Exact reproduction required: the lines below from the line with "border is open" to the line with "pub fn parse(text: &str)", both ends included, and no others.

[Given records]:
----

//! Session registry: maps transport endpoints to assigned roles.
//!
//! Sessions are ephemeral. The registry enforces role exclusivity (at most
//! one pursuer and one chaser across all endpoints) and is owned and mutated
//! exclusively by the server's driving loop.

use log::info;
use shared::{Contender, Role};
use std::collections::HashMap;
use std::net::SocketAddr;

/// A join was refused because another endpoint holds the competitive role.
#[derive(Debug, Clone, Copy, PartialEq, Eq)]
pub struct RoleTaken(pub Contender);

#[derive(Debug, Default)]
pub struct SessionRegistry {
    sessions: HashMap<SocketAddr, Role>,
}

impl SessionRegistry {
    pub fn new() -> Self {
        Self::default()
    }

    /// Assigns `role` to `addr`, idempotently overwriting any previous
    /// assignment the same endpoint held. Pursuer and chaser are exclusive
    /// across endpoints; observer joins always succeed.
    pub fn join(&mut self, addr: SocketAddr, role: Role) -> Result<(), RoleTaken> {
        if let Some(who) = role.contender() {
            if let Some(holder) = self.holder(who) {
                if holder != addr {
                    return Err(RoleTaken(who));
                }
            }
        }
        if self.sessions.insert(addr, role) != Some(role) {
            info!("{addr} joined as {role:?}");
        }
        Ok(())
    }

    pub fn role_of(&self, addr: SocketAddr) -> Option<Role> {
        self.sessions.get(&addr).copied()
    }

    /// The endpoint currently holding a competitive role, if any.
    pub fn holder(&self, who: Contender) -> Option<SocketAddr> {
        let role = who.role();
        self.sessions
            .iter()
            .find(|(_, held)| **held == role)
            .map(|(addr, _)| *addr)
    }

    pub fn both_contenders_present(&self) -> bool {
        self.holder(Contender::Pursuer).is_some() && self.holder(Contender::Chaser).is_some()
    }

    /// Drops the session, returning the role it held.
    pub fn remove(&mut self, addr: SocketAddr) -> Option<Role> {
        let role = self.sessions.remove(&addr);
        if let Some(role) = role {
            info!("{addr} left (was {role:?})");
        }
        role
    }

    /// All known endpoints, for broadcasting.
    pub fn addrs(&self) -> Vec<SocketAddr> {
        self.sessions.keys().copied().collect()
    }

    pub fn len(&self) -> usize {
        self.sessions.len()
    }

    pub fn is_empty(&self) -> bool {
        self.sessions.is_empty()
    }

    /// Drops every session. Used when the server resets for a new match.
    pub fn clear(&mut self) {
        if !self.sessions.is_empty() {
            info!("dropping all {} sessions", self.sessions.len());
        }
        self.sessions.clear();
    }
}
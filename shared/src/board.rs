//! Board parsing and the canonical point ordering.
//!
//! A board is parsed once at startup from a textual grid and never mutated.
//! The 40 point coordinates, sorted by (row, col), define the bitmap index
//! used on the wire; that ordering is a protocol contract.

use crate::{Coord, MAX_POINTS};
use thiserror::Error;

/// Classification of a single board cell.
#[derive(Debug, Clone, Copy, PartialEq, Eq)]
pub enum Cell {
    Wall,
    Free,
    Point,
    PursuerStart,
    ChaserStart,
}

impl Cell {
    fn from_char(ch: char) -> Option<Cell> {
        match ch {
            'W' => Some(Cell::Wall),
            'F' => Some(Cell::Free),
            'P' => Some(Cell::Point),
            'C' => Some(Cell::PursuerStart),
            'S' => Some(Cell::ChaserStart),
            _ => None,
        }
    }

    /// Every cell kind except a wall can be stepped onto.
    pub fn passable(self) -> bool {
        self != Cell::Wall
    }
}

/// Reasons a textual map is rejected. Fatal at startup.
#[derive(Debug, Error, PartialEq, Eq)]
pub enum MapFormatError {
    #[error("map is empty")]
    Empty,
    #[error("map row {row} has {len} cells, expected {expected}")]
    NotRectangular {
        row: usize,
        len: usize,
        expected: usize,
    },
    #[error("unrecognized map character {ch:?} at ({row}, {col})")]
    UnknownChar { ch: char, row: usize, col: usize },
    #[error("map is {rows}x{cols}, limit is 255x255")]
    TooLarge { rows: usize, cols: usize },
    #[error("map has {found} pursuer starts, expected exactly one")]
    PursuerStartCount { found: usize },
    #[error("map has {found} chaser starts, expected exactly one")]
    ChaserStartCount { found: usize },
    #[error("map has {found} points, expected exactly {}", MAX_POINTS)]
    PointCount { found: usize },
    #[error("map border is open at ({row}, {col})")]
    OpenBorder { row: usize, col: usize },
}

/// Immutable parsed maze: dimensions, cell classification, start positions and
/// the ordered point set.
#[derive(Debug, Clone)]
pub struct Board {
    rows: u8,
    cols: u8,
    cells: Vec<Cell>,
    pursuer_start: Coord,
    chaser_start: Coord,
    points: Vec<Coord>,
}

impl Board {
    /// Parses and validates a newline-separated character grid.
    pub fn parse(text: &str) -> Result<Board, MapFormatError> {
        let lines: Vec<&str> = text.lines().collect();
        if lines.is_empty() || lines[0].is_empty() {
            return Err(MapFormatError::Empty);
        }

        let cols = lines[0].chars().count();
        for (row, line) in lines.iter().enumerate() {
            let len = line.chars().count();
            if len != cols {
                return Err(MapFormatError::NotRectangular {
                    row,
                    len,
                    expected: cols,
                });
            }
        }

        let rows = lines.len();
        if rows > u8::MAX as usize || cols > u8::MAX as usize {
            return Err(MapFormatError::TooLarge { rows, cols });
        }

        let mut cells = Vec::with_capacity(rows * cols);
        let mut pursuer_starts = Vec::new();
        let mut chaser_starts = Vec::new();
        let mut points = Vec::new();

        for (row, line) in lines.iter().enumerate() {
            for (col, ch) in line.chars().enumerate() {
                let cell = Cell::from_char(ch)
                    .ok_or(MapFormatError::UnknownChar { ch, row, col })?;
                let at = Coord::new(row as u8, col as u8);
                match cell {
                    Cell::PursuerStart => pursuer_starts.push(at),
                    Cell::ChaserStart => chaser_starts.push(at),
                    // Row-major scan order is exactly the (row, col)
                    // lexicographic order of the protocol.
                    Cell::Point => points.push(at),
                    _ => {}
                }
                cells.push(cell);
            }
        }

        if pursuer_starts.len() != 1 {
            return Err(MapFormatError::PursuerStartCount {
                found: pursuer_starts.len(),
            });
        }
        if chaser_starts.len() != 1 {
            return Err(MapFormatError::ChaserStartCount {
                found: chaser_starts.len(),
            });
        }
        if points.len() != MAX_POINTS {
            return Err(MapFormatError::PointCount {
                found: points.len(),
            });
        }

        for row in 0..rows {
            for col in 0..cols {
                let on_border = row == 0 || row == rows - 1 || col == 0 || col == cols - 1;
                if on_border && cells[row * cols + col] != Cell::Wall {
                    return Err(MapFormatError::OpenBorder { row, col });
                }
            }
        }

        debug_assert!(points.windows(2).all(|w| w[0] < w[1]));

        Ok(Board {
            rows: rows as u8,
            cols: cols as u8,
            cells,
            pursuer_start: pursuer_starts[0],
            chaser_start: chaser_starts[0],
            points,
        })
    }

    pub fn rows(&self) -> u8 {
        self.rows
    }

    pub fn cols(&self) -> u8 {
        self.cols
    }

    /// Cell at `at`, or `None` when out of the grid.
    pub fn cell(&self, at: Coord) -> Option<Cell> {
        if at.row >= self.rows || at.col >= self.cols {
            return None;
        }
        Some(self.cells[at.row as usize * self.cols as usize + at.col as usize])
    }

    /// True when `at` is inside the grid and not a wall.
    pub fn passable(&self, at: Coord) -> bool {
        self.cell(at).is_some_and(Cell::passable)
    }

    pub fn pursuer_start(&self) -> Coord {
        self.pursuer_start
    }

    pub fn chaser_start(&self) -> Coord {
        self.chaser_start
    }

    /// The 40 point coordinates in canonical (row, col) order. The position of
    /// a coordinate in this slice is its bitmap index on the wire.
    pub fn point_order(&self) -> &[Coord] {
        &self.points
    }

    /// Bitmap index of the point at `at`, if that cell is a point.
    pub fn point_index(&self, at: Coord) -> Option<usize> {
        self.points.binary_search(&at).ok()
    }
}

#[cfg(test)]
mod tests {
    use super::*;

    /// 8x12 map: 60 interior cells holding the pursuer start, the chaser
    /// start, 40 points and 18 free cells.
    fn valid_map() -> String {
        let mut interior = vec!['C'];
        interior.extend(std::iter::repeat('P').take(40));
        interior.extend(std::iter::repeat('F').take(18));
        interior.push('S');
        assert_eq!(interior.len(), 60);

        let mut out = String::new();
        out.push_str(&"W".repeat(12));
        out.push('\n');
        for row in 0..6 {
            out.push('W');
            for col in 0..10 {
                out.push(interior[row * 10 + col]);
            }
            out.push_str("W\n");
        }
        out.push_str(&"W".repeat(12));
        out
    }

    #[test]
    fn parses_a_valid_map() {
        let board = Board::parse(&valid_map()).unwrap();
        assert_eq!(board.rows(), 8);
        assert_eq!(board.cols(), 12);
        assert_eq!(board.pursuer_start(), Coord::new(1, 1));
        assert_eq!(board.chaser_start(), Coord::new(6, 10));
        assert_eq!(board.point_order().len(), MAX_POINTS);
    }

    #[test]
    fn point_order_is_sorted_and_stable() {
        let board = Board::parse(&valid_map()).unwrap();
        let order = board.point_order();
        assert!(order.windows(2).all(|w| w[0] < w[1]));
        // The first point follows the pursuer start in scan order.
        assert_eq!(order[0], Coord::new(1, 2));
        // Repeated calls observe the same ordering.
        assert_eq!(board.point_order(), order);
        for (i, at) in order.iter().enumerate() {
            assert_eq!(board.point_index(*at), Some(i));
        }
    }

    #[test]
    fn point_index_misses_on_non_point_cells() {
        let board = Board::parse(&valid_map()).unwrap();
        assert_eq!(board.point_index(board.pursuer_start()), None);
        assert_eq!(board.point_index(Coord::new(0, 0)), None);
    }

    #[test]
    fn passability() {
        let board = Board::parse(&valid_map()).unwrap();
        assert!(!board.passable(Coord::new(0, 0)));
        assert!(board.passable(board.pursuer_start()));
        assert!(board.passable(board.chaser_start()));
        assert!(board.passable(Coord::new(1, 2)));
        // Out of bounds is not passable.
        assert!(!board.passable(Coord::new(8, 1)));
        assert!(!board.passable(Coord::new(1, 12)));
        assert!(!board.passable(Coord::new(255, 255)));
    }

    #[test]
    fn rejects_empty_map() {
        assert_eq!(Board::parse("").unwrap_err(), MapFormatError::Empty);
    }

    #[test]
    fn rejects_ragged_rows() {
        let mut text = valid_map();
        text.push('W');
        assert!(matches!(
            Board::parse(&text),
            Err(MapFormatError::NotRectangular { .. })
        ));
    }

    #[test]
    fn rejects_unknown_characters() {
        let text = valid_map().replacen('F', "X", 1);
        assert!(matches!(
            Board::parse(&text),
            Err(MapFormatError::UnknownChar { ch: 'X', .. })
        ));
    }

    #[test]
    fn rejects_wrong_point_count() {
        let text = valid_map().replacen('P', "F", 1);
        assert_eq!(
            Board::parse(&text).unwrap_err(),
            MapFormatError::PointCount { found: 39 }
        );
    }

    #[test]
    fn rejects_duplicate_starts() {
        let text = valid_map().replacen('F', "C", 1);
        assert_eq!(
            Board::parse(&text).unwrap_err(),
            MapFormatError::PursuerStartCount { found: 2 }
        );
        let text = valid_map().replacen('F', "S", 1);
        assert_eq!(
            Board::parse(&text).unwrap_err(),
            MapFormatError::ChaserStartCount { found: 2 }
        );
    }

    #[test]
    fn rejects_open_border() {
        // Punch a hole in the top border.
        let mut text = valid_map();
        text.replace_range(3..4, "F");
        assert_eq!(
            Board::parse(&text).unwrap_err(),
            MapFormatError::OpenBorder { row: 0, col: 3 }
        );
    }

    #[test]
    fn rejects_oversized_map() {
        let wide = "W".repeat(300);
        let mut text = String::new();
        for _ in 0..3 {
            text.push_str(&wide);
            text.push('\n');
        }
        assert!(matches!(
            Board::parse(text.trim_end()),
            Err(MapFormatError::TooLarge { .. })
        ));
    }
}
impl Curator {
    pub fn new(config: CuratorConfig, handlers: HandlerRegistry) -> Result<Self, CuratorError> {
        config.validate()?;
        let runtime = tokio::runtime::Builder::new_multi_thread()
            .worker_threads(config.worker_count.max(1))
            .thread_name("asset-curator")
            .enable_all()
            .build()?;
        let worker_count = config.worker_count;
        let core = Arc::new(CuratorCore::new(config, handlers));
        let scheduler = UpdateScheduler::new(core.clone(), worker_count);
        Ok(Curator {
            core,
            scheduler,
            init_handle: Mutex::new(None),
            #[cfg(feature = "service")]
            watcher: Mutex::new(None),
            runtime,
        })
    }

    pub fn core(&self) -> &Arc<CuratorCore> {
        &self.core
    }

    /// Starts the initial scan on a background task and returns immediately.
    pub fn start_initialize(&self) {
        let mut handle = self.init_handle.lock();
        if handle.is_some() || self.core.is_initialized() {
            return;
        }
        let core = self.core.clone();
        *handle = Some(self.runtime.spawn_blocking(move || core.initialize()));
    }

    /// Blocks until the initial scan finished, then starts the update workers. Must not be called
    /// from within an async context.
    pub fn wait_for_initialize(&self) -> Result<(), CuratorError> {
        let handle = self.init_handle.lock().take();
        if let Some(handle) = handle {
            self.runtime.block_on(handle)??;
        }
        if !self.core.is_initialized() {
            return Err(CuratorError::Service(
                "wait_for_initialize called before start_initialize".to_string(),
            ));
        }
        self.scheduler.start(&self.runtime);
        Ok(())
    }

    pub fn initialize(&self) -> Result<(), CuratorError> {
        self.start_initialize();
        self.wait_for_initialize()
    }

    /// Stops the watcher and the workers (letting running tasks finish), saves the caches and
    /// tables and clears the index. Called on drop if still initialized.
    pub fn deinitialize(&self) {
        #[cfg(feature = "service")]
        self.disable_watcher();
        if let Some(handle) = self.init_handle.lock().take() {
            if let Err(e) = self.runtime.block_on(handle) {
                tracing::warn!("[Curator] Initialization task failed: {}", e);
            }
        }
        self.scheduler.shutdown(&self.runtime);
        self.core.shutdown();
    }

    /// Full reconciliation with the file system. Update workers are paused for the duration.
    pub fn check_file_system(&self) -> Result<usize, CuratorError> {
        self.scheduler.pause();
        let result = self.core.reconcile_file_system();
        self.core.flush_events();
        self.scheduler.resume();
        result
    }

    /// Blocks until no asset is stale or being updated, or `timeout` elapsed. Returns whether
    /// the index is settled. Without workers the pending updates run on the calling thread.
    pub fn wait_for_updates(&self, timeout: Duration) -> bool {
        let deadline = Instant::now() + timeout;
        if self.scheduler.worker_count() == 0 {
            while self.core.run_next_update_task() {
                if Instant::now() >= deadline {
                    return false;
                }
            }
            return true;
        }
        loop {
            if self.scheduler.is_idle() {
                self.core.flush_events();
                return true;
            }
            if Instant::now() >= deadline {
                return false;
            }
            std::thread::sleep(Duration::from_millis(10));
        }
    }

    pub fn scheduler(&self) -> &UpdateScheduler {
        &self.scheduler
    }

    /// Starts watching every data directory for changes.
    #[cfg(feature = "service")]
    pub fn enable_watcher(&self) -> Result<(), CuratorError> {
        let mut watcher = self.watcher.lock();
        if watcher.is_some() {
            return Ok(());
        }
        *watcher = Some(AssetWatcher::new(self.core.clone())?);
        Ok(())
    }

    #[cfg(feature = "service")]
    pub fn disable_watcher(&self) {
        if let Some(watcher) = self.watcher.lock().take() {
            watcher.stop();
        }
    }

    #[cfg(feature = "service")]
    pub fn is_watching(&self) -> bool {
        self.watcher.lock().is_some()
    }
}

impl Deref for Curator {
    type Target = CuratorCore;

    fn deref(&self) -> &CuratorCore {
        &self.core
    }
}

impl Drop for Curator {
    fn drop(&mut self) {
        self.deinitialize();
    }
}
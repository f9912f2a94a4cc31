//! Shared test utilities for integration tests.
//!
//! Import from integration test files as:
//! ```ignore
//! mod common;
//! ```

use asset_curator::{
    config::CuratorConfig,
    curator::Curator,
    handler::{
        AssetContext, AssetHeader, AssetTypeHandler, HandlerRegistry, ManifestHandler,
        ThumbnailData, TransformOutput, TransformRequest,
    },
    properties::{AssetId, AssetTypeFlags},
    CuratorError,
};
use filetime::{set_file_mtime, FileTime};
use std::{
    fs::{create_dir_all, metadata, write},
    path::{Path, PathBuf},
    sync::{
        atomic::{AtomicUsize, Ordering},
        Arc,
    },
    time::{Duration, SystemTime},
};
use tempfile::TempDir;

/// Initialize tracing for tests, respecting RUST_LOG env var.
///
/// Safe to call multiple times, subsequent calls are no-ops.
#[allow(dead_code)]
pub fn init_logging() {
    tracing_subscriber::fmt()
        .with_env_filter(tracing_subscriber::EnvFilter::from_default_env())
        .with_test_writer()
        .try_init()
        .ok();
}

/// A temporary project with one data directory named `Assets`.
#[allow(dead_code)]
pub struct TestProject {
    pub tmp: TempDir,
    pub data_dir: PathBuf,
}

#[allow(dead_code)]
impl TestProject {
    pub fn new() -> Self {
        init_logging();
        let tmp = TempDir::new().unwrap();
        let data_dir = tmp.path().join("Assets");
        create_dir_all(&data_dir).unwrap();
        let data_dir = data_dir.canonicalize().unwrap();
        TestProject { tmp, data_dir }
    }

    pub fn path(&self, rel: &str) -> PathBuf {
        self.data_dir.join(rel)
    }

    pub fn write(&self, rel: &str, content: &str) -> PathBuf {
        let path = self.path(rel);
        if let Some(parent) = path.parent() {
            create_dir_all(parent).unwrap();
        }
        write(&path, content).unwrap();
        path
    }

    /// Writes a TOML asset descriptor understood by [`ManifestHandler`].
    pub fn write_manifest(
        &self,
        rel: &str,
        id: Option<AssetId>,
        dependencies: &[&str],
        references: &[&str],
    ) -> PathBuf {
        self.write(rel, &manifest(id, dependencies, references, &[]))
    }

    /// Configuration without background workers, auto transform or scan cache. Tests opt in to
    /// whatever they exercise.
    pub fn config(&self) -> CuratorConfig {
        CuratorConfig::new(&[&self.data_dir])
            .with_worker_count(0)
            .with_auto_transform(false)
            .with_cache(false)
    }

    pub fn curator(&self, config: CuratorConfig) -> Curator {
        let curator = Curator::new(config, HandlerRegistry::create()).unwrap();
        curator.initialize().unwrap();
        curator
    }
}

#[allow(dead_code)]
pub fn manifest(
    id: Option<AssetId>,
    dependencies: &[&str],
    references: &[&str],
    sub_assets: &[&str],
) -> String {
    let list = |items: &[&str]| {
        items
            .iter()
            .map(|item| format!("\"{item}\""))
            .collect::<Vec<_>>()
            .join(", ")
    };
    let mut out = String::new();
    if let Some(id) = id {
        out.push_str(&format!("id = \"{id}\"\n"));
    }
    out.push_str(&format!("dependencies = [{}]\n", list(dependencies)));
    out.push_str(&format!("references = [{}]\n", list(references)));
    out.push_str(&format!("sub_assets = [{}]\n", list(sub_assets)));
    out
}

/// Moves the modification time of `path` forward without touching its content.
#[allow(dead_code)]
pub fn bump_mtime(path: &Path) {
    let modified = metadata(path)
        .and_then(|m| m.modified())
        .unwrap_or_else(|_| SystemTime::now());
    let later = modified + Duration::from_secs(5);
    set_file_mtime(path, FileTime::from_system_time(later)).unwrap();
}

/// [`ManifestHandler`] wrapper that counts how often source files were parsed and transformed.
#[allow(dead_code)]
#[derive(Default)]
pub struct CountingHandler {
    inner: ManifestHandler,
    pub parses: AtomicUsize,
    pub transforms: AtomicUsize,
}

#[allow(dead_code)]
impl CountingHandler {
    pub fn parse_count(&self) -> usize {
        self.parses.load(Ordering::SeqCst)
    }

    pub fn transform_count(&self) -> usize {
        self.transforms.load(Ordering::SeqCst)
    }

    pub fn registry(self: &Arc<Self>) -> HandlerRegistry {
        let registry = HandlerRegistry::empty();
        registry.register(self.clone());
        registry
    }
}

impl AssetTypeHandler for CountingHandler {
    fn type_name(&self) -> &str {
        self.inner.type_name()
    }

    fn extensions(&self) -> Vec<String> {
        self.inner.extensions()
    }

    fn flags(&self) -> AssetTypeFlags {
        self.inner.flags()
    }

    fn parse_header(&self, path: &Path, relative_path: &str) -> Result<AssetHeader, CuratorError> {
        self.parses.fetch_add(1, Ordering::SeqCst);
        self.inner.parse_header(path, relative_path)
    }

    fn recorded_output_hash(&self, ctx: &AssetContext<'_>) -> Option<u64> {
        self.inner.recorded_output_hash(ctx)
    }

    fn recorded_thumbnail_hash(&self, ctx: &AssetContext<'_>) -> Option<u64> {
        self.inner.recorded_thumbnail_hash(ctx)
    }

    fn transform(&self, request: &TransformRequest<'_>) -> Result<TransformOutput, CuratorError> {
        self.transforms.fetch_add(1, Ordering::SeqCst);
        self.inner.transform(request)
    }

    fn generate_thumbnail(
        &self,
        request: &TransformRequest<'_>,
    ) -> Result<ThumbnailData, CuratorError> {
        self.inner.generate_thumbnail(request)
    }
}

----

[Exercise answer]:
    #[error("map border is open at ({row}, {col})")]
    OpenBorder { row: usize, col: usize },
}

/// Immutable parsed maze: dimensions, cell classification, start positions and
/// the ordered point set.
#[derive(Debug, Clone)]
pub struct Board {
    rows: u8,
    cols: u8,
    cells: Vec<Cell>,
    pursuer_start: Coord,
    chaser_start: Coord,
    points: Vec<Coord>,
}

impl Board {
    /// Parses and validates a newline-separated character grid.
    pub fn parse(text: &str) -> Result<Board, MapFormatError> {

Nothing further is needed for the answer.